3D Printing and the Future of Prosthetics
3D Printing and the Future of Prosthetics
According to the Amputee Coalition, there are currently around 2 million people in the United States living with limb loss. That number is expected to double by 2050. If things continue the way they are, an expected 185,000 people will experience limb loss each year, or 300-500 people every day.
The meteoric rise in people needing prosthetics practically demands an alternative solution to current prosthetic industry practices, and 3D printing just might be the answer.
Dramatic Cost Reduction
One of the issues with the prosthetic industry is the incredible cost it takes to obtain one. A prosthetic limb can cost anywhere from $2,000 to $5,000 to start. Some limbs cost tens of thousands of dollars. Those with extra gadgets and specialty parts start around $50,000 and can go higher.
When you couple these numbers with the fact that insurance does not cover many prosthetics and the average prosthetic wear out in five years or less, the lifetime expense for those requiring prosthetics is astronomical. This is especially true for families of children who require prosthetic limbs as they grow up.
In comparison to standard prosthetics, some companies that offer CNC machining services have also started 3D printing prosthetics. E-enable is a good example of a company that is not only reducing the price tag of prosthetics to as little as $50 per prosthetic, but they’ve even made their designs open-source.
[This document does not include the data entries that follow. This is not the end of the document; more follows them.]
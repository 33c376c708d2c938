//! PaymentWebhookHandler - Signed checkout completions from the payment provider.
//!
//! The webhook is the server-side path to completion: the student may close
//! the browser before the success page loads. It runs the same idempotent
//! `CompleteCheckoutHandler`, so the success page and the webhook racing
//! each other create the sessions once.

use std::collections::BTreeMap;
use std::sync::Arc;

use crate::domain::booking::BookingSelection;
use crate::domain::foundation::{Actor, CommandMetadata, DomainError, Role, UserId};
use crate::ports::{PaymentProvider, PaymentWebhookKind};

use super::complete_checkout::{CompleteCheckoutCommand, CompleteCheckoutHandler, CompleteCheckoutResult};
use super::start_checkout::{METADATA_BOOKING, METADATA_STUDENT};

/// User id recorded on events raised by webhook deliveries.
pub const SYSTEM_USER: &str = "system";

#[derive(Debug)]
pub enum WebhookOutcome {
    Completed(CompleteCheckoutResult),
    /// Verified, but not something this service acts on.
    Ignored(String),
}

pub struct PaymentWebhookHandler {
    payment_provider: Arc<dyn PaymentProvider>,
    complete_checkout: Arc<CompleteCheckoutHandler>,
}

impl PaymentWebhookHandler {
    pub fn new(
        payment_provider: Arc<dyn PaymentProvider>,
        complete_checkout: Arc<CompleteCheckoutHandler>,
    ) -> Self {
        Self {
            payment_provider,
            complete_checkout,
        }
    }

    pub async fn handle(&self, payload: &[u8], signature: &str) -> Result<WebhookOutcome, DomainError> {
        let webhook = self
            .payment_provider
            .verify_webhook(payload, signature)
            .map_err(|e| {
                tracing::warn!(error = %e, "Webhook rejected");
                DomainError::from(e)
            })?;

        let (checkout_session_id, amount_total_cents, metadata) = match webhook.kind {
            PaymentWebhookKind::CheckoutCompleted {
                checkout_session_id,
                amount_total_cents,
                metadata,
                ..
            } => (checkout_session_id, amount_total_cents, metadata),
            PaymentWebhookKind::Other { event_type } => {
                tracing::debug!(event_id = %webhook.id, event_type = %event_type, "Webhook ignored");
                return Ok(WebhookOutcome::Ignored(event_type));
            }
        };

        let Some((selection, student_id)) = booking_from_metadata(&metadata)? else {
            tracing::info!(
                event_id = %webhook.id,
                checkout_id = %checkout_session_id,
                "Checkout carries no booking; ignored"
            );
            return Ok(WebhookOutcome::Ignored("checkout without booking".to_string()));
        };

        let system = Actor::new(UserId::new(SYSTEM_USER)?, Role::Admin);
        let command_metadata = CommandMetadata::new(system)
            .with_correlation_id(webhook.id.clone())
            .with_source("webhook");

        let result = self
            .complete_checkout
            .handle(
                CompleteCheckoutCommand {
                    checkout_session_id,
                    selection,
                    student_id,
                    amount_paid_cents: amount_total_cents,
                },
                command_metadata,
            )
            .await?;

        Ok(WebhookOutcome::Completed(result))
    }
}

/// `None` when the checkout was not opened by the booking flow.
fn booking_from_metadata(
    metadata: &BTreeMap<String, String>,
) -> Result<Option<(BookingSelection, UserId)>, DomainError> {
    let (Some(booking), Some(student)) = (metadata.get(METADATA_BOOKING), metadata.get(METADATA_STUDENT))
    else {
        return Ok(None);
    };
    let selection: BookingSelection = serde_json::from_str(booking)
        .map_err(|e| DomainError::validation(METADATA_BOOKING, e.to_string()))?;
    let student_id = UserId::new(student.clone())?;
    Ok(Some((selection, student_id)))
}
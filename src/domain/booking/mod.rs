//! Booking wizard - plans, slots, and the gated draft handed to checkout.

mod draft;
mod errors;
mod plan;
mod slot;

pub use draft::{BookingContext, BookingDraft, BookingSelection, FinalizedBooking, WizardStep};
pub use errors::BookingError;
pub use plan::{required_sessions_count, Plan, PlanCatalog};
pub use slot::Slot;
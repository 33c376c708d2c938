//! Checkout handlers: wizard answers to payment, payment to sessions.

mod complete_checkout;
mod payment_webhook;
mod start_checkout;

pub use complete_checkout::{CompleteCheckoutCommand, CompleteCheckoutHandler, CompleteCheckoutResult};
pub use payment_webhook::{PaymentWebhookHandler, WebhookOutcome, SYSTEM_USER};
pub use start_checkout::{
    CheckoutUrls, StartCheckoutCommand, StartCheckoutHandler, StartCheckoutResult, METADATA_BOOKING,
    METADATA_STUDENT,
};
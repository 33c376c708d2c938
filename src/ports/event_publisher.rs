//! EventPublisher port - Interface for publishing domain events.
//!
//! The domain publishes `EventEnvelope`s without knowing the transport.

use async_trait::async_trait;

use crate::domain::foundation::{DomainError, EventEnvelope};

/// Port for publishing domain events.
///
/// Implementations must ensure:
/// - Events are delivered at-least-once (handlers may receive duplicates)
/// - Errors are propagated to the caller
#[async_trait]
pub trait EventPublisher: Send + Sync {
    async fn publish(&self, event: EventEnvelope) -> Result<(), DomainError>;

    /// Publish several events in order.
    async fn publish_all(&self, events: Vec<EventEnvelope>) -> Result<(), DomainError> {
        for event in events {
            self.publish(event).await?;
        }
        Ok(())
    }
}

#[cfg(test)]
mod tests {
    use super::*;

    #[test]
    fn event_publisher_is_object_safe() {
        fn _accepts_dyn(_publisher: &dyn EventPublisher) {}
    }
}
E-nable was first started by two men who lived thousands of miles apart but came together for one purpose - to create a prosthetic hand. They began with a single 3D printed prototype for a five-year-old boy. After getting the design down, they uploaded their designs to an open-source website and created a world-wide network of 3D printer owners who could fulfill orders for hands in their own home or workshop. Now prosthetic hands are provided to people in need around the country and the world through E-nable free of charge.
This phenomenal technology has the potential to change the world for children and adults around the world. As 3D printers become more high tech and integrate with body scanners for imaging and modeling, artificial intelligence and deep learning will create even better prosthetics. One thing is for certain: affordable prosthetics will continue to come from 3D printer workshops, and they’ll just get better with time.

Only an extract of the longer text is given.